At least we know what the word "counterproductive" means.
Erin Callan, Lehman's saucy CFO, said a couple weeks back that some of their hedges were "counterproductive."
Last week at a conference hosted by UBS analyst Glenn Schorr, Lehman Brothers Chief Financial Officer Erin Callan said some of the firm’s hedges have become “counter productive” or are actually losing money.
This is a far cry from a few months ago, when, she says, the firm’s hedges were about 70% efficient, meaning that for $100 it lost on one side, it would recover $70 with the hedge.
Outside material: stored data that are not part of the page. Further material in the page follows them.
use rlepack::config::CodecConfig;
use rlepack::pipeline;

fn main() {
	let data = b"hello hello hellooooooooooooooo!!!!".to_vec();
	let mut input = std::io::Cursor::new(data.clone());
	let mut encoded: Vec<u8> = Vec::new();
	let cfg = CodecConfig::default();
	let stats = pipeline::encode(&mut input, &mut encoded, &cfg).unwrap();
	println!(
		"encoded {} -> {} ({} repeat, {} literal records)",
		stats.bytes_in, stats.bytes_out, stats.repeat_records, stats.literal_records
	);

	let mut enc_cur = std::io::Cursor::new(encoded);
	let mut restored: Vec<u8> = Vec::new();
	pipeline::decode(&mut enc_cur, &mut restored, &cfg).unwrap();
	println!("restored {} bytes", restored.len());

	if restored == data {
		println!("SUCCESS! The original and the encoded+decoded data are equal");
	} else {
		println!("FAILURE! The original and the encoded+decoded data are NOT equal");
		std::process::exit(1);
	}
}
use criterion::{criterion_group, criterion_main, Criterion, Throughput};
use rlepack::config::CodecConfig;
use rlepack::pipeline;

fn bench_encode(c: &mut Criterion) {
	let zeroes = vec![0u8; 8 * 1024 * 1024];
	let mixed: Vec<u8> = (0..8 * 1024 * 1024u32)
		.map(|i| if (i / 64) % 2 == 0 { (i % 251) as u8 } else { 0 })
		.collect();
	let config = CodecConfig::default();

	let mut group = c.benchmark_group("encode");
	group.throughput(Throughput::Bytes(zeroes.len() as u64));
	for (name, data) in [("zeroes", &zeroes), ("mixed", &mixed)] {
		group.bench_function(name, |b| {
			b.iter(|| {
				let mut input = std::io::Cursor::new(data);
				let mut output: Vec<u8> = Vec::new();
				let _ = pipeline::encode(&mut input, &mut output, &config).unwrap();
			});
		});
	}
	group.finish();
}

fn bench_decode(c: &mut Criterion) {
	let encoded = rlepack::encode_data(&vec![0u8; 8 * 1024 * 1024]);
	let config = CodecConfig::default();

	let mut group = c.benchmark_group("decode");
	group.throughput(Throughput::Bytes(8 * 1024 * 1024));
	group.bench_function("decode_zeroes", |b| {
		b.iter(|| {
			let mut input = std::io::Cursor::new(&encoded);
			let mut output: Vec<u8> = Vec::new();
			let _ = pipeline::decode(&mut input, &mut output, &config).unwrap();
		});
	});
	group.finish();
}

criterion_group!(benches, bench_encode, bench_decode);
criterion_main!(benches);
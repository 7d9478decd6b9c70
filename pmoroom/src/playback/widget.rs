use anyhow::Result;

use crate::model::PlayerState;

/// Tag attached to every `load` so that callbacks from a superseded load
/// can be recognised and dropped.
#[derive(Clone, Copy, Debug, Default, PartialEq, Eq, PartialOrd, Ord, Hash)]
pub struct LoadGeneration(pub u64);

impl LoadGeneration {
    pub fn next(self) -> Self {
        LoadGeneration(self.0 + 1)
    }
}

/// The embedded video player of one client.
///
/// There is exactly one widget per client and it is owned by the
/// `PlaybackMachine`; nothing else issues commands to it.
pub trait MediaWidget: Send {
    /// Loads `media_id`, optionally starting at `start_seconds`.
    ///
    /// Callbacks triggered by this load must carry `generation`.
    fn load(&mut self, media_id: &str, start_seconds: Option<f64>, generation: LoadGeneration) -> Result<()>;

    fn play(&mut self) -> Result<()>;

    fn pause(&mut self) -> Result<()>;

    fn stop(&mut self) -> Result<()>;

    /// Sets the volume in percent (0..=100).
    fn set_volume(&mut self, percent: u8) -> Result<()>;

    /// True once the player can accept commands.
    fn is_ready(&self) -> bool;
}

/// Callbacks reported by the widget.
#[derive(Clone, Debug, PartialEq)]
pub enum WidgetEvent {
    Ready {
        generation: LoadGeneration,
    },
    StateChange {
        generation: LoadGeneration,
        state: PlayerState,
    },
}

impl WidgetEvent {
    pub fn generation(&self) -> LoadGeneration {
        match self {
            WidgetEvent::Ready { generation } => *generation,
            WidgetEvent::StateChange { generation, .. } => *generation,
        }
    }
}
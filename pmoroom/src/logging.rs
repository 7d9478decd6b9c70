//! Subscriber setup for applications embedding the room client.

use pmoconfig::Config;
use tracing::Level;
use tracing_subscriber::{
    EnvFilter, Registry, filter::LevelFilter, layer::SubscriberExt, util::SubscriberInitExt,
};

/// Installs the global `tracing` subscriber.
///
/// `RUST_LOG` wins when set; otherwise the configured minimum level is
/// used. With console logging disabled only the filter is installed.
/// Fails if a global subscriber is already set.
pub fn init_logging(config: &Config) -> anyhow::Result<()> {
    let level = config
        .get_log_min_level()
        .ok()
        .and_then(|l| string_to_level(&l))
        .map(LevelFilter::from_level)
        .unwrap_or(LevelFilter::INFO);

    let filter = EnvFilter::builder()
        .with_default_directive(level.into())
        .from_env_lossy();

    let subscriber = Registry::default().with(filter);
    if config.get_log_enable_console().unwrap_or(true) {
        subscriber
            .with(
                tracing_subscriber::fmt::layer()
                    .with_target(true)
                    .with_level(true),
            )
            .try_init()?;
    } else {
        subscriber.try_init()?;
    }
    Ok(())
}

fn string_to_level(s: &str) -> Option<Level> {
    match s.trim().to_uppercase().as_str() {
        "ERROR" => Some(Level::ERROR),
        "WARN" => Some(Level::WARN),
        "INFO" => Some(Level::INFO),
        "DEBUG" => Some(Level::DEBUG),
        "TRACE" => Some(Level::TRACE),
        _ => None,
    }
}

#[cfg(test)]
mod tests {
    use super::*;

    #[test]
    fn test_string_to_level() {
        assert_eq!(string_to_level(" debug "), Some(Level::DEBUG));
        assert_eq!(string_to_level("Warn"), Some(Level::WARN));
        assert_eq!(string_to_level("verbose"), None);
    }

    #[test]
    fn test_second_init_fails() {
        let config = Config::from_yaml_str("host:\n  logger:\n    enable_console: false\n").unwrap();
        let first = init_logging(&config);
        // Another test may have installed a subscriber first.
        if first.is_ok() {
            assert!(init_logging(&config).is_err());
        }
    }
}
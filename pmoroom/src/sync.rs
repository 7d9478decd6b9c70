//! Pull-based recovery for clients that missed playback events.
//!
//! A sync request sends one `sync-request` and waits for exactly one
//! `sync-response`. Only one request is outstanding at a time: starting a
//! new one supersedes the previous waiter.

use std::time::Duration;

use tokio::sync::oneshot;
use tracing::debug;

use crate::errors::RoomError;
use crate::model::SyncSnapshot;
use crate::protocol::SyncResponse;

pub struct SyncOracle {
    pending: Option<oneshot::Sender<SyncResponse>>,
    timeout: Duration,
}

impl SyncOracle {
    pub fn new(timeout: Duration) -> Self {
        Self {
            pending: None,
            timeout,
        }
    }

    pub fn timeout(&self) -> Duration {
        self.timeout
    }

    pub fn is_pending(&self) -> bool {
        self.pending.as_ref().is_some_and(|tx| !tx.is_closed())
    }

    /// Registers a new outstanding request. Must be called before the
    /// `sync-request` event is sent.
    pub fn begin(&mut self) -> PendingSync {
        let (tx, rx) = oneshot::channel();
        if self.pending.replace(tx).is_some() {
            debug!("Superseding outstanding sync request");
        }
        PendingSync {
            rx,
            timeout: self.timeout,
        }
    }

    /// Hands a `sync-response` to the outstanding request.
    ///
    /// Returns `false` for unsolicited responses, which are dropped.
    pub fn deliver(&mut self, response: SyncResponse) -> bool {
        match self.pending.take() {
            Some(tx) => tx.send(response).is_ok(),
            None => {
                debug!("Dropping unsolicited sync-response");
                false
            }
        }
    }

    /// Fails the outstanding request, if any.
    pub fn cancel(&mut self) {
        self.pending = None;
    }
}

/// Waiter for one sync response.
pub struct PendingSync {
    rx: oneshot::Receiver<SyncResponse>,
    timeout: Duration,
}

impl PendingSync {
    pub async fn wait(self) -> Result<SyncSnapshot, RoomError> {
        let timeout = self.timeout;
        match tokio::time::timeout(timeout, self.rx).await {
            Ok(Ok(SyncResponse::Time(snapshot))) => Ok(snapshot),
            Ok(Ok(SyncResponse::Error)) => Err(RoomError::sync_unavailable(
                "authority could not provide a playback snapshot",
            )),
            Ok(Err(_)) => Err(RoomError::sync_unavailable("sync request was abandoned")),
            Err(_) => Err(RoomError::SyncUnavailable(format!(
                "no sync response within {} ms",
                timeout.as_millis()
            ))),
        }
    }
}
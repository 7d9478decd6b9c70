//! Media id extraction from user supplied URLs.
//!
//! The room core treats resolution as a pure, fallible function. Any
//! `Fn(&str) -> Option<String>` can be plugged in; `YoutubeIdResolver` is
//! the default.

use url::Url;

pub trait MediaIdResolver: Send {
    /// Returns the media id referenced by `url`, or `None` if the URL does
    /// not point at playable media.
    fn resolve(&self, url: &str) -> Option<String>;
}

impl<F> MediaIdResolver for F
where
    F: Fn(&str) -> Option<String> + Send,
{
    fn resolve(&self, url: &str) -> Option<String> {
        self(url)
    }
}

/// Extracts video ids from the usual YouTube URL forms.
#[derive(Clone, Copy, Debug, Default)]
pub struct YoutubeIdResolver;

const PATH_PREFIXES: [&str; 4] = ["embed", "shorts", "live", "v"];

impl YoutubeIdResolver {
    fn parse(input: &str) -> Option<Url> {
        let input = input.trim();
        if input.is_empty() {
            return None;
        }
        match Url::parse(input) {
            Ok(url) => Some(url),
            Err(url::ParseError::RelativeUrlWithoutBase) => {
                Url::parse(&format!("https://{}", input)).ok()
            }
            Err(_) => None,
        }
    }

    fn canonical_host(url: &Url) -> Option<String> {
        let host = url.host_str()?.to_ascii_lowercase();
        let host = ["www.", "m.", "music."]
            .iter()
            .find_map(|prefix| host.strip_prefix(prefix))
            .map(str::to_string)
            .unwrap_or(host);
        Some(host)
    }

    fn valid_id(candidate: &str) -> Option<String> {
        let ok = !candidate.is_empty()
            && candidate.len() <= 64
            && candidate
                .chars()
                .all(|c| c.is_ascii_alphanumeric() || c == '-' || c == '_');
        ok.then(|| candidate.to_string())
    }
}

impl MediaIdResolver for YoutubeIdResolver {
    fn resolve(&self, input: &str) -> Option<String> {
        let url = Self::parse(input)?;
        let host = Self::canonical_host(&url)?;
        let mut segments = url.path_segments()?.filter(|s| !s.is_empty());

        match host.as_str() {
            "youtu.be" => Self::valid_id(segments.next()?),
            "youtube.com" | "youtube-nocookie.com" => {
                let first = segments.next()?;
                if first == "watch" {
                    let (_, v) = url.query_pairs().find(|(k, _)| k == "v")?;
                    Self::valid_id(&v)
                } else if PATH_PREFIXES.contains(&first) {
                    Self::valid_id(segments.next()?)
                } else {
                    None
                }
            }
            _ => None,
        }
    }
}

#[cfg(test)]
mod tests {
    use super::*;

    fn resolve(url: &str) -> Option<String> {
        YoutubeIdResolver.resolve(url)
    }

    #[test]
    fn test_watch_urls() {
        assert_eq!(
            resolve("https://youtube.com/watch?v=abc123"),
            Some("abc123".to_string())
        );
        assert_eq!(
            resolve("https://www.youtube.com/watch?list=PL1&v=dQw4w9WgXcQ&t=42"),
            Some("dQw4w9WgXcQ".to_string())
        );
        assert_eq!(
            resolve("https://m.youtube.com/watch?v=dQw4w9WgXcQ"),
            Some("dQw4w9WgXcQ".to_string())
        );
    }

    #[test]
    fn test_short_and_path_forms() {
        assert_eq!(resolve("https://youtu.be/xyz_9-A?t=3"), Some("xyz_9-A".to_string()));
        assert_eq!(
            resolve("https://www.youtube.com/embed/abcdef"),
            Some("abcdef".to_string())
        );
        assert_eq!(
            resolve("https://youtube.com/shorts/short1"),
            Some("short1".to_string())
        );
        assert_eq!(resolve("youtube.com/watch?v=noscheme"), Some("noscheme".to_string()));
    }

    #[test]
    fn test_rejects_unrelated_or_malformed() {
        assert_eq!(resolve(""), None);
        assert_eq!(resolve("   "), None);
        assert_eq!(resolve("https://vimeo.com/12345"), None);
        assert_eq!(resolve("https://youtube.com/watch"), None);
        assert_eq!(resolve("https://youtube.com/watch?v="), None);
        assert_eq!(resolve("https://youtube.com/watch?v=bad%20id"), None);
        assert_eq!(resolve("https://youtube.com/channel/UC123"), None);
    }

    #[test]
    fn test_closure_resolver() {
        let resolver = |url: &str| url.strip_prefix("media:").map(str::to_string);
        assert_eq!(resolver.resolve("media:42"), Some("42".to_string()));
        assert_eq!(resolver.resolve("other"), None);
    }
}
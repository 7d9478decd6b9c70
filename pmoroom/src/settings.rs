use std::time::Duration;

#[cfg(feature = "pmoconfig")]
use pmoconfig::Config;

pub const DEFAULT_SYNC_TIMEOUT: Duration = Duration::from_millis(5000);
pub const DEFAULT_VOLUME: u8 = 100;

/// Runtime knobs of a room client.
#[derive(Clone, Debug, PartialEq, Eq)]
pub struct RoomSettings {
    /// How long `request_sync` waits for the authority.
    pub sync_timeout: Duration,
    /// Move to the next track when the current one ends. Only honoured for
    /// the host.
    pub auto_advance: bool,
    pub initial_volume: u8,
    /// Salts the ids of tracks this client proposes. A random one is used
    /// when unset.
    pub client_id: Option<String>,
}

impl Default for RoomSettings {
    fn default() -> Self {
        Self {
            sync_timeout: DEFAULT_SYNC_TIMEOUT,
            auto_advance: false,
            initial_volume: DEFAULT_VOLUME,
            client_id: None,
        }
    }
}

impl RoomSettings {
    #[cfg(feature = "pmoconfig")]
    pub fn from_config(config: &Config) -> anyhow::Result<Self> {
        let volume = config.get_default_volume()?.min(100) as u8;
        Ok(Self {
            sync_timeout: Duration::from_millis(config.get_sync_timeout_ms()? as u64),
            auto_advance: config.get_auto_advance()?,
            initial_volume: volume,
            client_id: Some(config.get_client_id()?),
        })
    }

    pub fn with_sync_timeout(mut self, timeout: Duration) -> Self {
        self.sync_timeout = timeout;
        self
    }

    pub fn with_auto_advance(mut self, enabled: bool) -> Self {
        self.auto_advance = enabled;
        self
    }

    pub fn with_client_id(mut self, client_id: impl Into<String>) -> Self {
        self.client_id = Some(client_id.into());
        self
    }
}
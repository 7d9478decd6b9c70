//! Room client: one participant's view of a shared playback room.
//!
//! `RoomClient` wires the queue reconciler, the playback machine, the sync
//! oracle and the permission gate to a `SessionChannel`. It is a cheap
//! handle around shared state: clone it into the task pumping inbound
//! events and keep another copy for UI actions.
//!
//! Every local action applies its optimistic change first and only then
//! emits on the channel. Inbound authoritative events go through
//! `handle_event`. A failed send is fatal to the membership.

use std::sync::{Arc, Mutex, MutexGuard, PoisonError};

use crossbeam_channel::Receiver;
use tracing::{debug, info, warn};

use crate::channel::SessionChannel;
use crate::errors::RoomError;
use crate::events::{NoticeLevel, RoomEvent, RoomEventBus};
use crate::lifecycle::{SessionLifecycle, SessionLost, SessionState};
use crate::model::{MediaReference, PlaybackState, Role, SyncSnapshot};
use crate::permissions::{Action, PermissionSet, refusal_message};
use crate::playback::{MediaWidget, PlaybackMachine, SkipDirection, SyncOutcome, WidgetEvent};
use crate::protocol::{AuthorityEvent, ClientEvent, JoinResult};
use crate::queue::TrackQueue;
use crate::resolver::{MediaIdResolver, YoutubeIdResolver};
use crate::settings::RoomSettings;
use crate::sync::SyncOracle;

const JOINED_MESSAGE: &str = "Joined the room";
const ROOM_NOT_FOUND_MESSAGE: &str = "Room not found";
const HOST_LEFT_MESSAGE: &str = "Host has left the room";
const TRACK_ADDED_MESSAGE: &str = "Track added";
const NO_ACTIVE_TRACK_MESSAGE: &str = "No track is currently playing";

struct RoomInner {
    role: Option<Role>,
    permissions: PermissionSet,
    queue: TrackQueue,
    playback: PlaybackMachine,
    sync: SyncOracle,
    channel: Box<dyn SessionChannel>,
    lifecycle: SessionLifecycle,
    settings: RoomSettings,
}

#[derive(Clone)]
pub struct RoomClient {
    inner: Arc<Mutex<RoomInner>>,
    events: RoomEventBus,
}
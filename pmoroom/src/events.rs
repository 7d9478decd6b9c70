use std::sync::{Arc, Mutex, PoisonError};

use crossbeam_channel::{Receiver, Sender, unbounded};

use crate::model::{MediaReference, PlaybackState, Role};
use crate::permissions::PermissionSet;

#[derive(Clone, Copy, Debug, PartialEq, Eq)]
pub enum NoticeLevel {
    Info,
    Success,
    Error,
}

/// Notifications for the screens observing a room.
#[derive(Clone, Debug, PartialEq)]
pub enum RoomEvent {
    Joined {
        room_id: String,
        role: Role,
        permissions: PermissionSet,
    },
    /// The queue the participant should see changed.
    QueueChanged {
        tracks: Vec<MediaReference>,
    },
    PlaybackChanged(PlaybackState),
    /// User-visible message (refusals, confirmations, failures).
    Notice {
        level: NoticeLevel,
        message: String,
    },
    SessionLost {
        reason: String,
    },
}

impl RoomEvent {
    pub fn notice(level: NoticeLevel, message: impl Into<String>) -> Self {
        RoomEvent::Notice {
            level,
            message: message.into(),
        }
    }
}

#[derive(Clone, Default)]
pub struct RoomEventBus {
    subscribers: Arc<Mutex<Vec<Sender<RoomEvent>>>>,
}

impl RoomEventBus {
    pub fn new() -> Self {
        Self::default()
    }

    pub fn subscribe(&self) -> Receiver<RoomEvent> {
        let (tx, rx) = unbounded::<RoomEvent>();
        self.subscribers
            .lock()
            .unwrap_or_else(PoisonError::into_inner)
            .push(tx);
        rx
    }

    pub fn broadcast(&self, event: RoomEvent) {
        let mut subscribers = self
            .subscribers
            .lock()
            .unwrap_or_else(PoisonError::into_inner);
        subscribers.retain(|tx| tx.send(event.clone()).is_ok());
    }

    pub fn subscriber_count(&self) -> usize {
        self.subscribers
            .lock()
            .unwrap_or_else(PoisonError::into_inner)
            .len()
    }
}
In today's FT, we find out the "hedge" losses are $500-$700 million:
Lehman Brothers lost $500m-$700m on certain hedging positions in the second quarter, contributing to what is expected to be a larger-than-anticipated loss that may lead the bank to raise more capital by selling a stake to an outside investor.
So now we have the definition of "counterproductive." It's a billion dollar plus loss pre-tax.
Now Erin previously said that their hedges were 70% efficient. I won't even try to do that math!
Dick Fuld, said Lehman didn't need to raise capital, but wanted to keep it's options open and Lehman, actually bought back some stock yesterday. Maybe they learned from AIG's playbook. Report a larger loss but increase the dividend.
Then raise the capital.
Now the WSJ says that Lehman is looking for overseas capital.
The Wall Street firm has managed to raise capital from a rich base of existing U.S. shareholders, but this week reached out to overseas investors, including at least one in South Korea.
It just means that Lehman has already burned through the last $4 billion that it had previously raised.
But we'll get just half of that story. Because unmarked down assets will remain in Level III land, and that story won't come out, until after Lehman raises more capital "that they don't need."
Thank goodness for the Fed's alphabet soup!